→ **Problem to work on**
After counting the lines below that contain "libc", reply with that number alone.

*** Opening Records shown ***

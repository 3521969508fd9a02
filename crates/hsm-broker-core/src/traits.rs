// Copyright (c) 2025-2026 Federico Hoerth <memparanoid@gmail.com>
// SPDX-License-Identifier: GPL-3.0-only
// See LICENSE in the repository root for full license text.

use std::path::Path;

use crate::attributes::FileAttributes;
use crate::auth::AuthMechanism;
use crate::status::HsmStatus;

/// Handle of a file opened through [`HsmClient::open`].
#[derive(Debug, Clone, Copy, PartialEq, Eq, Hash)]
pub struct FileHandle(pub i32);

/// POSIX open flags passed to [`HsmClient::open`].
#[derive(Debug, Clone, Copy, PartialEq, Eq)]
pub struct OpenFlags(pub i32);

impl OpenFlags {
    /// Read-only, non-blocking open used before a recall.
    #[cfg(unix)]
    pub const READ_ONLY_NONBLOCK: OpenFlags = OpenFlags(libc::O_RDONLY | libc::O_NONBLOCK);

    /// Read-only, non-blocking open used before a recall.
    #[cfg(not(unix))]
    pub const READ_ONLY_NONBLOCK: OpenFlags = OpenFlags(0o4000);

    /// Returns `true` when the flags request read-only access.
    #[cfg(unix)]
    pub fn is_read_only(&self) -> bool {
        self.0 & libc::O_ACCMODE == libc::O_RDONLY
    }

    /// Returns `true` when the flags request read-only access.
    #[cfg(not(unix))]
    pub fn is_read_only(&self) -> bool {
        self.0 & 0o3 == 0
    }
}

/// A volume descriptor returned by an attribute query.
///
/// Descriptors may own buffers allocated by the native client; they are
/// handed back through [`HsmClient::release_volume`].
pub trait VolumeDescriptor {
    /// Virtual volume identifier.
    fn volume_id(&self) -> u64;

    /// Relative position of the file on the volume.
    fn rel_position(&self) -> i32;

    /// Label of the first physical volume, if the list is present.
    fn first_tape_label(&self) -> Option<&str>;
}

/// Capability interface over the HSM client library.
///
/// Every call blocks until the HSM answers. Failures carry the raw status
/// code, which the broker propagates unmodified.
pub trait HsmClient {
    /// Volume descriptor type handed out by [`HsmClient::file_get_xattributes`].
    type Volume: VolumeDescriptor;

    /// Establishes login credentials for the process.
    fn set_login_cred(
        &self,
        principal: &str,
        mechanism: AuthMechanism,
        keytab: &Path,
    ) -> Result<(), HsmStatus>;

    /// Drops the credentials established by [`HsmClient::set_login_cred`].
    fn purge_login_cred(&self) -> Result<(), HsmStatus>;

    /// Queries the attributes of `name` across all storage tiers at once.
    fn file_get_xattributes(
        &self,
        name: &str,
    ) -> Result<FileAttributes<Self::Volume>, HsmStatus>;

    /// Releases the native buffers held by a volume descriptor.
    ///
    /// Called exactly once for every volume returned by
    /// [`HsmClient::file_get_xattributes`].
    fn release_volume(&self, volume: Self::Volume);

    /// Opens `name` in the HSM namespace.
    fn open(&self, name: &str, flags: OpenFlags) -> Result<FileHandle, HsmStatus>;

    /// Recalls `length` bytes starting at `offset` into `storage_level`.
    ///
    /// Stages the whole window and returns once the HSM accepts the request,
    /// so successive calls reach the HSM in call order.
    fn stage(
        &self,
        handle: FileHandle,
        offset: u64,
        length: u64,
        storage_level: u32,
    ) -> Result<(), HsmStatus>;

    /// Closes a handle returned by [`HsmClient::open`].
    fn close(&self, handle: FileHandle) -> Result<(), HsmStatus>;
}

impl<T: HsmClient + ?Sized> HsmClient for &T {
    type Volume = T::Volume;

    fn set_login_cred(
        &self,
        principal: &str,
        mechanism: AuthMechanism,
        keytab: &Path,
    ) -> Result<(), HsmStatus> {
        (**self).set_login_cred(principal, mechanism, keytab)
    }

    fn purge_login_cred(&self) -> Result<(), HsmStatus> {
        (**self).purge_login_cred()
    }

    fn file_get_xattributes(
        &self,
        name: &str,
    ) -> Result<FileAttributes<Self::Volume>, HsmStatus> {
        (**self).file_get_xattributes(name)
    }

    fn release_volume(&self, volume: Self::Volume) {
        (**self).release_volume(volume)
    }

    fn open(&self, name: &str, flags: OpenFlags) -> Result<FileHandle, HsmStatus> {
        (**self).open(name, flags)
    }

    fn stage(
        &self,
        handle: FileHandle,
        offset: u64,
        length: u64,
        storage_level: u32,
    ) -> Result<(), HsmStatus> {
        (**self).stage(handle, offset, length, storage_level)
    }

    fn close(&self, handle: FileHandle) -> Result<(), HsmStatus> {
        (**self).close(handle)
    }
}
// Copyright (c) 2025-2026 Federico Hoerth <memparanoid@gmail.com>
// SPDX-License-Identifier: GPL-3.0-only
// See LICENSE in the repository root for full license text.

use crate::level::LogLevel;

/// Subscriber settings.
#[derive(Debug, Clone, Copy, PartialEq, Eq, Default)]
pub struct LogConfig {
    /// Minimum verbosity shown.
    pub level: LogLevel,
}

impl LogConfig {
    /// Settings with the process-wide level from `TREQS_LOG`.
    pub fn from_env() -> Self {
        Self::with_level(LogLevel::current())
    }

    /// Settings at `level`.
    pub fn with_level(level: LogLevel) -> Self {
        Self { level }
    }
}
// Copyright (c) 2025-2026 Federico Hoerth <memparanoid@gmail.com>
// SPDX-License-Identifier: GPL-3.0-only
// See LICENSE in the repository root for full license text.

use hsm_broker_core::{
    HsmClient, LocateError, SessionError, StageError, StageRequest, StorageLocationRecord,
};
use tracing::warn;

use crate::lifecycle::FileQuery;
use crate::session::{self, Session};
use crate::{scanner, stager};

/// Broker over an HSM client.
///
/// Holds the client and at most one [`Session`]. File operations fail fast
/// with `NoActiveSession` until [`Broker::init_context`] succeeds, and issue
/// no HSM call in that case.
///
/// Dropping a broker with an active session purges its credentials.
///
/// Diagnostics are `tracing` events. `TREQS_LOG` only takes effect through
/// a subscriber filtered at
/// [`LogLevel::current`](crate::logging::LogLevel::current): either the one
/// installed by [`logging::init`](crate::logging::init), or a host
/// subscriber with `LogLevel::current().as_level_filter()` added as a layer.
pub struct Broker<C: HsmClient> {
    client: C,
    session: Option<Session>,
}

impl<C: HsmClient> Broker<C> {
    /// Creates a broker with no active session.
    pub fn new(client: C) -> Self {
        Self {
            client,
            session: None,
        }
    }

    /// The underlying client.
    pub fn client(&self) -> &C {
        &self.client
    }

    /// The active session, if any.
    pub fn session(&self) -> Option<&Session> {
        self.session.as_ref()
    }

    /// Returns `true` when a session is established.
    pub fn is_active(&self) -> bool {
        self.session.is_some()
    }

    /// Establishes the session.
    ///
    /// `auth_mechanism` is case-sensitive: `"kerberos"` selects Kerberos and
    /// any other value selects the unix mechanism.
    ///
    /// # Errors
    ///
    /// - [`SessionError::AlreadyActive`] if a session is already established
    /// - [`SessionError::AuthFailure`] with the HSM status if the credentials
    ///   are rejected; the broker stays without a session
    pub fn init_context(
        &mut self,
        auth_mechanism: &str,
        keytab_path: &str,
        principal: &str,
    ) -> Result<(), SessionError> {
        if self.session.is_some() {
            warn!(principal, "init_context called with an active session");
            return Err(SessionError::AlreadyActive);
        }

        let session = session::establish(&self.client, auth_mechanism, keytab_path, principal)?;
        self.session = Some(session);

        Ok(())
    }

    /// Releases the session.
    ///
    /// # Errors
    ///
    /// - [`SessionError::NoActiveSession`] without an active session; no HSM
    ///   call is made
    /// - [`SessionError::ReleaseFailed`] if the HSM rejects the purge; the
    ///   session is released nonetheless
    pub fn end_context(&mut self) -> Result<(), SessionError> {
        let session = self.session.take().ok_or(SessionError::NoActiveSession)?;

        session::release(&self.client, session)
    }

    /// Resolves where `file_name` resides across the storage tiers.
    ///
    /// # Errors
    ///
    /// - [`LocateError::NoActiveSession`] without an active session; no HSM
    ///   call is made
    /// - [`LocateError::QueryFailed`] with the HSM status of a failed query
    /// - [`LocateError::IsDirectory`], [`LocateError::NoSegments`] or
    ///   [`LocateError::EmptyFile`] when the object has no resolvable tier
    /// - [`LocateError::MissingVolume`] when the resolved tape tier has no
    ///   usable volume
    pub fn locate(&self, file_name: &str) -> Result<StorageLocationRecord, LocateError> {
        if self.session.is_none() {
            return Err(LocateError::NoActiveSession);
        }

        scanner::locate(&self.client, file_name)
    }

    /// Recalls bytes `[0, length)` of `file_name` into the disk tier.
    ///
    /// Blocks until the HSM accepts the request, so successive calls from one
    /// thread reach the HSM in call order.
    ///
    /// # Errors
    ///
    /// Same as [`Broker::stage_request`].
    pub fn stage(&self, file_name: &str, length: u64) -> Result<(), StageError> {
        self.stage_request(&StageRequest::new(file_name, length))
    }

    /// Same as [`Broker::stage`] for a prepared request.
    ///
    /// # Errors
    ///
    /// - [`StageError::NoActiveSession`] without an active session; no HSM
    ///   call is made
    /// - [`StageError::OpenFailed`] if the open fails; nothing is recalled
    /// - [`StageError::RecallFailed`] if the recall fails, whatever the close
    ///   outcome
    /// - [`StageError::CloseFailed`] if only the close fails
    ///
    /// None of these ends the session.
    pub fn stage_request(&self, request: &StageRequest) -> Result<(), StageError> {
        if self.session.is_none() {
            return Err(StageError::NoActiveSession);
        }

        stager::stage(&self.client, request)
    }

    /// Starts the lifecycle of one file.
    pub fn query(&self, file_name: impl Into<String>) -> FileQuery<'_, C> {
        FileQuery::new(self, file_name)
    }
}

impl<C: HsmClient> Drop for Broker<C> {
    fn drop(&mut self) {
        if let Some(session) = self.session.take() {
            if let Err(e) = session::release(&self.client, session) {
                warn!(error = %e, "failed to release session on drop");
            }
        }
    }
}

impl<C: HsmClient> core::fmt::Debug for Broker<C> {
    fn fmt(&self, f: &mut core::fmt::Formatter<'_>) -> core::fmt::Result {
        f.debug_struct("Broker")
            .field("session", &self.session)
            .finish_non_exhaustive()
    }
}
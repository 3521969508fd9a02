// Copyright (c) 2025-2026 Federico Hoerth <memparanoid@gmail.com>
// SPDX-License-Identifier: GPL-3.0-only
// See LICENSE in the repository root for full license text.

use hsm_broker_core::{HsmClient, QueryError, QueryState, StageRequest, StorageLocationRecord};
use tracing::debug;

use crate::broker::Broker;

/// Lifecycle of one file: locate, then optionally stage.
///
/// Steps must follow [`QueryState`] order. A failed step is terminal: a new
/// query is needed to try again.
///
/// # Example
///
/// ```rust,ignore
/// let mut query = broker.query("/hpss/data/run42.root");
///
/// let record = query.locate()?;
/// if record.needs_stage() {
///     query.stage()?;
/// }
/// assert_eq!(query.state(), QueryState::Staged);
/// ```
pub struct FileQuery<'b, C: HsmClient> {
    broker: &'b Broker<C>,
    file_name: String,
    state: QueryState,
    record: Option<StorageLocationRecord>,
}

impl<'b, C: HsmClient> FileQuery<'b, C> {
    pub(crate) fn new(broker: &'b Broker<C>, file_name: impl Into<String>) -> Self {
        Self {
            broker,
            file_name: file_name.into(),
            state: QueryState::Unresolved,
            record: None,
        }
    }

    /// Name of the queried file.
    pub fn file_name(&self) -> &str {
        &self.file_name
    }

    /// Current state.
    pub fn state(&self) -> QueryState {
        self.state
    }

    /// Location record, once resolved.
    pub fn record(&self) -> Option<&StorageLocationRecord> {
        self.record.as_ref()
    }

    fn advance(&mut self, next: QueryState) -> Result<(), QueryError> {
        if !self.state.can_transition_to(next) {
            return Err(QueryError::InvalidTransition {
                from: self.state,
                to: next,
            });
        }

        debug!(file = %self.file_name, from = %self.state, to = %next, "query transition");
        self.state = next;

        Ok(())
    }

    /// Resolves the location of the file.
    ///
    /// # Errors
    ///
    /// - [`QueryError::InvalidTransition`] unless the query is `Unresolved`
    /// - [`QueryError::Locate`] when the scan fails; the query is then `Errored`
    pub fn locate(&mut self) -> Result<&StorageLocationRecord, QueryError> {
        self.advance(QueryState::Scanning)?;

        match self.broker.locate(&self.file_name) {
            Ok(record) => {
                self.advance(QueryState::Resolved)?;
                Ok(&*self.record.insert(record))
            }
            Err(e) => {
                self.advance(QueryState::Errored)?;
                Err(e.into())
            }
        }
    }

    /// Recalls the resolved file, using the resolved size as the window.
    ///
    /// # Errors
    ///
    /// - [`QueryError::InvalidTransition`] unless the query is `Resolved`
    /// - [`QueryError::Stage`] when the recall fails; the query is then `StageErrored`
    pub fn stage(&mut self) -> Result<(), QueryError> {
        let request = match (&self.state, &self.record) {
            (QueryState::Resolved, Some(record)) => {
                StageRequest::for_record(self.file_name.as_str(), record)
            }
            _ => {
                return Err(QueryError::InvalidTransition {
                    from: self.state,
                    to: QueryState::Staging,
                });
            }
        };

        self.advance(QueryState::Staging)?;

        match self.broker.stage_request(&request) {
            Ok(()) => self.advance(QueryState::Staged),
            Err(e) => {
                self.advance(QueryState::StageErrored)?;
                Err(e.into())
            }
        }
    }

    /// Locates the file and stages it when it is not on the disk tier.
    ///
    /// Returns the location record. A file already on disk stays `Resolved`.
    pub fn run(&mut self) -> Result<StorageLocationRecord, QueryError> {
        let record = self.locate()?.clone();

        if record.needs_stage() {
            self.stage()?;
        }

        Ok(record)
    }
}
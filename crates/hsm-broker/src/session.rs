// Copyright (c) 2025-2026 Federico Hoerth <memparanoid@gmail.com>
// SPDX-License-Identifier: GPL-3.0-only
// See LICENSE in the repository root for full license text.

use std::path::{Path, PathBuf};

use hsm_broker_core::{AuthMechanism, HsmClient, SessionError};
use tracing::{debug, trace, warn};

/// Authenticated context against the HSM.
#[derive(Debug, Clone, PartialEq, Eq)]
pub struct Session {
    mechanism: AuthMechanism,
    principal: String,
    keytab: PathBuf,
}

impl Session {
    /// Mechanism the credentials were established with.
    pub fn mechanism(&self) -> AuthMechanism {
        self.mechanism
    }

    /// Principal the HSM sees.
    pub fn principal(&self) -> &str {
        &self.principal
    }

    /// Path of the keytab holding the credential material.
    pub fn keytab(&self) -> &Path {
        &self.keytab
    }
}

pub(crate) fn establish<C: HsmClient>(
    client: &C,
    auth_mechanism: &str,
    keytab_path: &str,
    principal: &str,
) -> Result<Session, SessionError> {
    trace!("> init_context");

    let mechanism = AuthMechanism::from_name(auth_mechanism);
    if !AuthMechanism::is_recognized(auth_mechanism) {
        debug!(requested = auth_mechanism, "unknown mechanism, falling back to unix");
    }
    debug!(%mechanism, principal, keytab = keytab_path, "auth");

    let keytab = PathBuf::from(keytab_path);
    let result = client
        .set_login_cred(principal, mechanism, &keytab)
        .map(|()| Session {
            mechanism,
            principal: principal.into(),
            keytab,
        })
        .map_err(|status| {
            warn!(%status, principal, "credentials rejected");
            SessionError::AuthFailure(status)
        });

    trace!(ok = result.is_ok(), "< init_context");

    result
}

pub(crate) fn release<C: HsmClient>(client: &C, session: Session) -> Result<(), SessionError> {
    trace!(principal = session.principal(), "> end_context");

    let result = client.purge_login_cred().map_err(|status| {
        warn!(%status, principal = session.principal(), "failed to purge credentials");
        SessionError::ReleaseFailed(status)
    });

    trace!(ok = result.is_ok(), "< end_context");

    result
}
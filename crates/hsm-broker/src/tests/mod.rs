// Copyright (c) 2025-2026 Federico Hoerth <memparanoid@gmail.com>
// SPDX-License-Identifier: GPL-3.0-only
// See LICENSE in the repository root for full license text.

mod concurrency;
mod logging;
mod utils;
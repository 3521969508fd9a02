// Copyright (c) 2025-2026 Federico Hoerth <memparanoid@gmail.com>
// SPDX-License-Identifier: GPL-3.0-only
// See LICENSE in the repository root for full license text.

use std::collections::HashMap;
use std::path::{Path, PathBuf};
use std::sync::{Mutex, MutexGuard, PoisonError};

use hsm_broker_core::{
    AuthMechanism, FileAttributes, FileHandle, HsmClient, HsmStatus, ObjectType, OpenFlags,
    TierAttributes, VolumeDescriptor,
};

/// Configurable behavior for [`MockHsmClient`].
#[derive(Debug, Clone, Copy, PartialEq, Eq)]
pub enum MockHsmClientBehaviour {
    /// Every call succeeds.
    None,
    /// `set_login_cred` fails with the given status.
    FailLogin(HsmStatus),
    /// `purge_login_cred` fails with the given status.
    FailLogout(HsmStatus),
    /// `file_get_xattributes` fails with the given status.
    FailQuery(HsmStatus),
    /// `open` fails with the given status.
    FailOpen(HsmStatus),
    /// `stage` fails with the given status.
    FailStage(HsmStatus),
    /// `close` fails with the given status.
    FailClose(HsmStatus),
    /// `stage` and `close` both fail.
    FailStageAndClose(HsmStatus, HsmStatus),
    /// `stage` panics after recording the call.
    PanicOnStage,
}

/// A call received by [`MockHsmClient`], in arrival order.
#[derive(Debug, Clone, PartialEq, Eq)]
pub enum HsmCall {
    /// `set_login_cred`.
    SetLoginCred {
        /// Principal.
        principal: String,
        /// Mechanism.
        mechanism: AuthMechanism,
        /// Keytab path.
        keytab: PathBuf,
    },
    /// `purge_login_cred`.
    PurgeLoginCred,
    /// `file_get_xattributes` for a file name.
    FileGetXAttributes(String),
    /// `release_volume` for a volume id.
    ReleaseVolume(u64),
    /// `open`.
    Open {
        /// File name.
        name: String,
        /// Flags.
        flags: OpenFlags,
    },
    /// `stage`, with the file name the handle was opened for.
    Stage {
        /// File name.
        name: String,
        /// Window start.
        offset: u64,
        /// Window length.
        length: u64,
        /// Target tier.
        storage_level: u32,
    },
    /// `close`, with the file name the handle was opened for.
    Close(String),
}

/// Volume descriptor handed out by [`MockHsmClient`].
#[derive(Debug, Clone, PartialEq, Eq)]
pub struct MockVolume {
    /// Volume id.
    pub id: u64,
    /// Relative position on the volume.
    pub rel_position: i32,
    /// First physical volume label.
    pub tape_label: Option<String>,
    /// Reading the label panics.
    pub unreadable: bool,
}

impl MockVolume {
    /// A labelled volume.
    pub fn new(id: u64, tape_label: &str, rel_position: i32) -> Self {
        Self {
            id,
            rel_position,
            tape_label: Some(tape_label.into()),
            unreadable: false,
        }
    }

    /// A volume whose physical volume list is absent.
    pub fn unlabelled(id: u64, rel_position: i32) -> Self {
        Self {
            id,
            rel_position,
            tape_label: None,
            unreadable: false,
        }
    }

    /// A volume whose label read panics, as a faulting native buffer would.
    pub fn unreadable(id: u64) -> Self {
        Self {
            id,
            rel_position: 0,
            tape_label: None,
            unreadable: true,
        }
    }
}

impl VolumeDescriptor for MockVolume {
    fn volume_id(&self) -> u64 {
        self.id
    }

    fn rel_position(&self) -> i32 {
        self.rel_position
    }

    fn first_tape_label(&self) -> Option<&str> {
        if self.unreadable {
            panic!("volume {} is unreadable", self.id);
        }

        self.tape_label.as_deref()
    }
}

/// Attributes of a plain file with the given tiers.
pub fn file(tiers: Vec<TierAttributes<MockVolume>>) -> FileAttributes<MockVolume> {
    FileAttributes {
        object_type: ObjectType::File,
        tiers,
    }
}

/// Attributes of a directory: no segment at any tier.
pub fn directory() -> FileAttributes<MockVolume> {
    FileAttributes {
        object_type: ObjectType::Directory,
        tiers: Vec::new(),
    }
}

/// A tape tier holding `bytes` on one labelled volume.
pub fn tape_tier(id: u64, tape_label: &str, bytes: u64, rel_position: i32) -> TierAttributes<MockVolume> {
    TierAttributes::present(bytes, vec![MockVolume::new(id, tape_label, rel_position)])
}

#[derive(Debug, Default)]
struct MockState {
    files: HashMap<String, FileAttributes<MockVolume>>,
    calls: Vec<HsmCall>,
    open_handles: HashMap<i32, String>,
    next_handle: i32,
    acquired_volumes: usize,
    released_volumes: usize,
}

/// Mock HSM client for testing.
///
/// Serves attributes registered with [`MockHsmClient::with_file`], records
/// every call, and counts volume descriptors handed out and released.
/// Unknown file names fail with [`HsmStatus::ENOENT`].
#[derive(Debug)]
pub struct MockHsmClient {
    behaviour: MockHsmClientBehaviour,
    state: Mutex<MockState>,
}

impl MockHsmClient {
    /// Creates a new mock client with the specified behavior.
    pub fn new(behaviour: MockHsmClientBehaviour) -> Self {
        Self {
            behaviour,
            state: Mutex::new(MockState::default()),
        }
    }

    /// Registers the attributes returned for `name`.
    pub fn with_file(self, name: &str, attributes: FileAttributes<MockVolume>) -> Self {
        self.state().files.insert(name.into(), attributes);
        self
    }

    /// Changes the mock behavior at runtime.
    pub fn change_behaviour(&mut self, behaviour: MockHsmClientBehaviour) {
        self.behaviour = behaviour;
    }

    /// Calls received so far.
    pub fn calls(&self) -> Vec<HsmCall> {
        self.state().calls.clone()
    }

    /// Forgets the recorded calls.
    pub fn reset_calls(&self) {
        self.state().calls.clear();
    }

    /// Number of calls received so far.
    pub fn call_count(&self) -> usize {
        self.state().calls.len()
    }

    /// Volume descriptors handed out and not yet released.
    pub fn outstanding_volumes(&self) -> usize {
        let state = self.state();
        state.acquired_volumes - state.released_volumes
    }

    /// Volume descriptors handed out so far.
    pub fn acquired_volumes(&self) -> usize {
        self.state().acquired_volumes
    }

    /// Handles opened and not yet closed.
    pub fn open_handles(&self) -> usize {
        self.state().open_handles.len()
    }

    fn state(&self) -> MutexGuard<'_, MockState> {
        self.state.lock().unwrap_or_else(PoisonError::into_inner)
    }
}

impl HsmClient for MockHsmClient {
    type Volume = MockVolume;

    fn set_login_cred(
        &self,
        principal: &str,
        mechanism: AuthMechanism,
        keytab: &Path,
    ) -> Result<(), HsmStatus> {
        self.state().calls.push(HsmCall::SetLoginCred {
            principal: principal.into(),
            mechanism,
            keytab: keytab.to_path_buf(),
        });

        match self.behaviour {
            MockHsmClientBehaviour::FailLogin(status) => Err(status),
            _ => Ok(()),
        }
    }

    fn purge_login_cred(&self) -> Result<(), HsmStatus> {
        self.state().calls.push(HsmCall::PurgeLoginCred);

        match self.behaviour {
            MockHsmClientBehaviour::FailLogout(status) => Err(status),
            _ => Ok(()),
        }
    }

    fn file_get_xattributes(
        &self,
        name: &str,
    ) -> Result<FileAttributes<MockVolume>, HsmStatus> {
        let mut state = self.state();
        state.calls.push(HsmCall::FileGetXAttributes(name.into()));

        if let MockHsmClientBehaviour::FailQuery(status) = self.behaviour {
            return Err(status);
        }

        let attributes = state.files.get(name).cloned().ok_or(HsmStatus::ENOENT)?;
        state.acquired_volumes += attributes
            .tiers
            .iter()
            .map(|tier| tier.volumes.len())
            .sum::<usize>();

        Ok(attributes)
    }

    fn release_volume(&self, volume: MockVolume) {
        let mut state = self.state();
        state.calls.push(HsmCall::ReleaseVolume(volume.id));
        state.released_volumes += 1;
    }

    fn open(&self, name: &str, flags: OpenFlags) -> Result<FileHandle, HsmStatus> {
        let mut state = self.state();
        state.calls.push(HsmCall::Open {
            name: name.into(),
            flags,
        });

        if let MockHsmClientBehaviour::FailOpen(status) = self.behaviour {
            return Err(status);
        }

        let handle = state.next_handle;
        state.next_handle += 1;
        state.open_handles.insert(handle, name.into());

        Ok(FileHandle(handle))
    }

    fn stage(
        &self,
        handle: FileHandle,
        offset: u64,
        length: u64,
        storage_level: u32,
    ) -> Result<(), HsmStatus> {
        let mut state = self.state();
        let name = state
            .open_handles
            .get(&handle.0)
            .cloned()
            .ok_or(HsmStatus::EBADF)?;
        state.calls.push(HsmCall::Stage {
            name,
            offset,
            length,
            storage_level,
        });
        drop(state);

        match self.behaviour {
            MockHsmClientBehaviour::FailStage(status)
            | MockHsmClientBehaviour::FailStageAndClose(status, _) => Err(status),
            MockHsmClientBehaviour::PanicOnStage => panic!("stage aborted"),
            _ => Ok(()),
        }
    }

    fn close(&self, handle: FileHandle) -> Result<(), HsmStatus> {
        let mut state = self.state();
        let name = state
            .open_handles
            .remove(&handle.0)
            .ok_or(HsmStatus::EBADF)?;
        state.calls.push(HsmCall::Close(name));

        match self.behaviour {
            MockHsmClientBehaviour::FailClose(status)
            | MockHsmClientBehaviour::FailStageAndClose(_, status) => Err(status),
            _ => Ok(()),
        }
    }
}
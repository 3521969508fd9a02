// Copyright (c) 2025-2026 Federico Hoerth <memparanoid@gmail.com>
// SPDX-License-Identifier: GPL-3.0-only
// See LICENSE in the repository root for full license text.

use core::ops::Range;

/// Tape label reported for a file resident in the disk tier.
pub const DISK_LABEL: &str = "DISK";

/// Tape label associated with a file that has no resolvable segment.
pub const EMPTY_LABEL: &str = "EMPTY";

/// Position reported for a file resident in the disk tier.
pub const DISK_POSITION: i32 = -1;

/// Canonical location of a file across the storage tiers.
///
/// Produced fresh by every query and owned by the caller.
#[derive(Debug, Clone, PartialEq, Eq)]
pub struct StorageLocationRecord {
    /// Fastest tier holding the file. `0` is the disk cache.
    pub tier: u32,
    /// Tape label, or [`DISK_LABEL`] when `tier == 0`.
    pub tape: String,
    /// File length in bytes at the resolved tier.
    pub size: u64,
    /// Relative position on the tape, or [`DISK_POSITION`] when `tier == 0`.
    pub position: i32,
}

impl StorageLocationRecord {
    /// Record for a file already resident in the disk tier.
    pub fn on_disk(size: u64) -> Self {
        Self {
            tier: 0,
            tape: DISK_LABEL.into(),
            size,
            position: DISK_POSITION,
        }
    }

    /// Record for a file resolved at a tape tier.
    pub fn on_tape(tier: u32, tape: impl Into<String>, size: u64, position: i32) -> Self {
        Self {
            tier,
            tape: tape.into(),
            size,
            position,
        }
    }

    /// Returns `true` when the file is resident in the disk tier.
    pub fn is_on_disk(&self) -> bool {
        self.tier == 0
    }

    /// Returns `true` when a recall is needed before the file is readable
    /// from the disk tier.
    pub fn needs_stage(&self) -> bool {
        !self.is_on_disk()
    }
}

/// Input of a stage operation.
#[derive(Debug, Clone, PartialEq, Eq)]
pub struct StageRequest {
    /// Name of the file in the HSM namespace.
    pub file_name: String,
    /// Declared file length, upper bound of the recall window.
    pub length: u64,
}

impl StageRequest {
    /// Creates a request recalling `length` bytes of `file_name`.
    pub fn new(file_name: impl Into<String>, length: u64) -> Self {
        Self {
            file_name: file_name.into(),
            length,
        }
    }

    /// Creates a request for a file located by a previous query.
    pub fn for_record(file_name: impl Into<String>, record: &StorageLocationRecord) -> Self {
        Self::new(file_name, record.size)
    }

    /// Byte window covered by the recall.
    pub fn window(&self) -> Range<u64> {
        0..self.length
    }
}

*** Closing Records shown ***

→ **Output**
2